• WHAT THE TASK REQUIRES: What follows is a listing; give it again exactly, in its entirety.

• RECORDS FOR THIS EXERCISE:
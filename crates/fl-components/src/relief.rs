//! Burst disk: passive in the flow path, latches when overpressured.

use crate::diagnostics::EvalContext;
use crate::error::{ComponentError, ComponentResult};
use crate::state::{ComponentState, ReliefState};
use crate::traits::{ChainComponent, PressureDrop, Step};
use fl_core::units::{Pressure, pa};
use fl_fluids::Node;

#[derive(Debug, Clone)]
pub struct BurstDisk {
    name: String,
    burst_pressure: Pressure,
}

impl BurstDisk {
    pub fn new(name: impl Into<String>, burst_pressure: Pressure) -> ComponentResult<Self> {
        crate::common::check_positive(burst_pressure.value, "burst pressure must be positive")?;
        Ok(Self {
            name: name.into(),
            burst_pressure,
        })
    }

    pub fn burst_pressure(&self) -> Pressure {
        self.burst_pressure
    }

    /// Latch `state` if `pressure` exceeds the burst pressure. Returns true on the
    /// transition only.
    pub fn check(&self, pressure: Pressure, state: &mut ReliefState) -> bool {
        if state.triggered || pressure <= self.burst_pressure {
            return false;
        }
        state.triggered = true;
        tracing::warn!(
            component = %self.name,
            pressure_pa = pressure.value,
            burst_pa = self.burst_pressure.value,
            "burst disk triggered"
        );
        true
    }
}

impl PressureDrop for BurstDisk {
    fn pressure_drop(
        &self,
        node: &Node,
        state: &mut ComponentState,
        _ctx: &mut EvalContext,
    ) -> ComponentResult<Pressure> {
        let relief = state
            .as_relief_mut()
            .ok_or_else(|| ComponentError::StateMismatch {
                component: self.name.clone(),
            })?;
        self.check(node.pressure(), relief);
        Ok(pa(0.0))
    }
}

impl ChainComponent for BurstDisk {
    fn name(&self) -> &str {
        &self.name
    }

    fn kind(&self) -> &'static str {
        "BurstDisk"
    }

    fn initial_state(&self) -> ComponentState {
        ComponentState::Relief(ReliefState::default())
    }

    fn step(
        &self,
        node: &Node,
        state: &mut ComponentState,
        ctx: &mut EvalContext,
    ) -> ComponentResult<Step> {
        Ok(Step::Drop(self.pressure_drop(node, state, ctx)?))
    }
}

• TASK RESULT:
filename crates/fl-components/src/relief.rs
//! Burst disk: passive in the flow path, latches when overpressured.

use crate::diagnostics::EvalContext;
use crate::error::{ComponentError, ComponentResult};
use crate::state::{ComponentState, ReliefState};
use crate::traits::{ChainComponent, PressureDrop, Step};
use fl_core::units::{Pressure, pa};
use fl_fluids::Node;

#[derive(Debug, Clone)]
pub struct BurstDisk {
    name: String,
    burst_pressure: Pressure,
}

impl BurstDisk {
    pub fn new(name: impl Into<String>, burst_pressure: Pressure) -> ComponentResult<Self> {
        crate::common::check_positive(burst_pressure.value, "burst pressure must be positive")?;
        Ok(Self {
            name: name.into(),
            burst_pressure,
        })
    }

    pub fn burst_pressure(&self) -> Pressure {
        self.burst_pressure
    }

    /// Latch `state` if `pressure` exceeds the burst pressure. Returns true on the
    /// transition only.
    pub fn check(&self, pressure: Pressure, state: &mut ReliefState) -> bool {
        if state.triggered || pressure <= self.burst_pressure {
            return false;
        }
        state.triggered = true;
        tracing::warn!(
            component = %self.name,
            pressure_pa = pressure.value,
            burst_pa = self.burst_pressure.value,
            "burst disk triggered"
        );
        true
    }
}

impl PressureDrop for BurstDisk {
    fn pressure_drop(
        &self,
        node: &Node,
        state: &mut ComponentState,
        _ctx: &mut EvalContext,
    ) -> ComponentResult<Pressure> {
        let relief = state
            .as_relief_mut()
            .ok_or_else(|| ComponentError::StateMismatch {
                component: self.name.clone(),
            })?;
        self.check(node.pressure(), relief);
        Ok(pa(0.0))
    }
}

impl ChainComponent for BurstDisk {
    fn name(&self) -> &str {
        &self.name
    }

    fn kind(&self) -> &'static str {
        "BurstDisk"
    }

    fn initial_state(&self) -> ComponentState {
        ComponentState::Relief(ReliefState::default())
    }

    fn step(
        &self,
        node: &Node,
        state: &mut ComponentState,
        ctx: &mut EvalContext,
    ) -> ComponentResult<Step> {
        Ok(Step::Drop(self.pressure_drop(node, state, ctx)?))
    }
}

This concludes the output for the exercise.